新発見
外部モニターに映るのは濁ったような黒、光のない黒だ。船の計器はひたすら深度を増していくだけで変化はない。
ミュートさんは装甲越しの世界に集中しているのか、モニターを注視している。
スクリューが回る音の中、かすかに水をかいたような音が響いた。
なんだ? 泳ぐ音?
デバイスを動かし、外を照らすライトを動かす――が、周囲は漆黒だけ。
気のせい? それとも思い込み??
もう一度聴力を頼りにじっと見つめる。
モニターの深度は徐々に深くなり、重圧も強くなる。
「!」
おもわず背筋がぴんと伸びた。
ソナーに反応はないが、たしかに音がした。スクリューとは異なる水中を滑るような音。気のせいかもしれない。でもなぜか、その音に呼ばれている気がした。
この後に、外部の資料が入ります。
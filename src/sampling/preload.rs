//! Parallel cache warm-up for a round's window

use rayon::prelude::*;

use super::Window;
use crate::graph::{GraphStore, NodeId};

const LOG_PARTS: u64 = 4;

/// A worker's contiguous slice of the round window.
#[derive(Debug, Clone, Copy, PartialEq, Eq)]
pub struct Segment {
    pub start: NodeId,
    pub end: NodeId,
}

impl Segment {
    pub fn len(&self) -> u64 {
        self.end.saturating_sub(self.start)
    }

    pub fn is_empty(&self) -> bool {
        self.end <= self.start
    }
}

/// Splits the window into `workers` equal-width contiguous segments; the
/// last segment absorbs the remainder, so the segments exactly partition
/// the window.
pub fn partition(window: Window, workers: usize) -> Vec<Segment> {
    let workers = workers.max(1) as u64;
    let width = window.len / workers;
    (0..workers)
        .map(|i| {
            let start = window.min_node_id + i * width;
            let end = if i == workers - 1 {
                window.end()
            } else {
                start + width
            };
            Segment { start, end }
        })
        .collect()
}

/// Walks a segment, applying `load` to every id, logging a banner at the
/// start and progress at quarter steps so a long warm-up stays observable
/// without flooding the console. Returns the sum of the loads.
pub fn run_segment(worker: usize, segment: Segment, mut load: impl FnMut(NodeId) -> u64) -> u64 {
    log::info!(
        "{worker:2}. loading from {:10} up to {:10}",
        segment.start,
        segment.end
    );
    let fragment = segment.len() / LOG_PARTS;
    let mut log_at = segment.start + fragment;
    let mut count = 0;
    for id in segment.start..segment.end {
        count += load(id);
        if fragment > 0 && id >= log_at {
            log::info!(
                "{worker:2}. {:3}%",
                (100 / LOG_PARTS) * (id - segment.start) / fragment
            );
            log_at += fragment;
        }
    }
    log::info!("{worker:2}. 100% done, loaded {count}");
    count
}

/// Warms the store cache for every node in the window, touching the far
/// end of each relationship as well. Missing ids are skipped silently.
/// Returns the number of nodes and relationships touched, used only for
/// progress reporting.
pub fn warm_window(store: &dyn GraphStore, window: Window, pool: &rayon::ThreadPool) -> u64 {
    let segments = partition(window, pool.current_num_threads());
    pool.install(|| {
        segments
            .par_iter()
            .enumerate()
            .map(|(worker, &segment)| {
                run_segment(worker, segment, |id| {
                    let mut touched = 0;
                    if let Some(node) = store.node(id) {
                        touched += 1;
                        for relationship in node.relationships() {
                            store.node(relationship.other_end(node.id));
                            touched += 1;
                        }
                    }
                    touched
                })
            })
            .sum()
    })
}

#[cfg(test)]
mod tests {
    use super::*;
    use crate::graph::MemoryGraphStore;

    #[test]
    fn segments_partition_the_window_exactly() {
        let window = Window::new(100, 10);
        let segments = partition(window, 3);
        assert_eq!(segments.len(), 3);
        assert_eq!(segments[0], Segment { start: 100, end: 103 });
        assert_eq!(segments[1], Segment { start: 103, end: 106 });
        // Last segment absorbs the remainder.
        assert_eq!(segments[2], Segment { start: 106, end: 110 });
    }

    #[test]
    fn more_workers_than_ids_leaves_leading_segments_empty() {
        let segments = partition(Window::new(0, 2), 4);
        assert_eq!(segments.len(), 4);
        assert!(segments[0].is_empty());
        assert_eq!(segments[3], Segment { start: 0, end: 2 });
        let covered: u64 = segments.iter().map(Segment::len).sum();
        assert_eq!(covered, 2);
    }

    #[test]
    fn run_segment_visits_every_id_once() {
        let mut seen = Vec::new();
        let total = run_segment(0, Segment { start: 5, end: 9 }, |id| {
            seen.push(id);
            2
        });
        assert_eq!(seen, vec![5, 6, 7, 8]);
        assert_eq!(total, 8);
    }

    #[test]
    fn warm_window_counts_nodes_and_relationships() {
        // Triangle on {0, 1, 2} plus isolated 3: warming [0, 4) touches
        // 4 nodes and, undirected, 2 relationship ends per node of the
        // triangle.
        let mut store = MemoryGraphStore::from_edges(4, &[(0, 1), (1, 2), (2, 0)]);
        store.remove(3);
        let pool = rayon::ThreadPoolBuilder::new()
            .num_threads(2)
            .build()
            .unwrap();
        let touched = warm_window(&store, Window::new(0, 4), &pool);
        assert_eq!(touched, 3 + 3 * 2);
    }
}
「ミュートさん。右90度くらい旋回して、そのまま深く潜ってください」
「何か見つけたか?」
「わからないです。でも、近くに何かいるみたいなんです。あとを追ってみます」
「好きにしろ。俺は一介の運転手だからな」
そんなに気取ったセリフを言っても響かないぞ。内心は興奮しているんでしょ。
照明を動かしながら音の方を探る。だけど水の影響で光が屈折し正体がつかめない。
不意に底から巨大な珊瑚のような影が現れる。
地底の山のように見えたが、それにしては細い。影は縦に長く、細かい線が左右にいくつも伸びている。なんだろう、これは。
「ツクモ、周囲を見回るぞ」
「お願いします」
ミュートさんも気になったのか、細長い影に触れないよう微速で周囲を遊泳する。
龍の巣なのだろうか。いや、それにしては不自然すぎる。
「おい見てみろ……半壊したドーム跡がある」
ミュートさんがモニターを拡大すると、影がいなくなった場所の先に、半円状の傘みたいなものが映った。
「え? え? これは――」
「あれは天井防壁の一種だ。だとすれば、この星の地底には文明があったと推測できる」
「嘘……」
驚きより戸惑いを先におぼえた。私はこの星で生物を探しにきたはずなんだが。
「もしかしたら設備が生きているかもしれない。水中都市ならどこかに出入口があるはずだ。このまま探すぞ」
「わかりました」
生命の存在は怪しくなったが、人工物はたしかに気になる。何かヒントがあるかもしれないし。
「あれ!」
細長い影から少し離れた場所に丸くくりぬかれた大穴があった。自然にできたというより、誰かが手をくわえた可能性が高い。ミュートさんは船を動かしてその穴の奥へ進む。何もない地の底まで来ると、今度は巨大なドリルを回し始めた。
「どうするんですか!」
「もし都市とつながっていれば、どこかで空洞になっているはずだ。地中から上に進めば内部に入れるかもしれない」
「わかりました」
ブラックホール圏を調査した人だ。ミュートさんに託そう。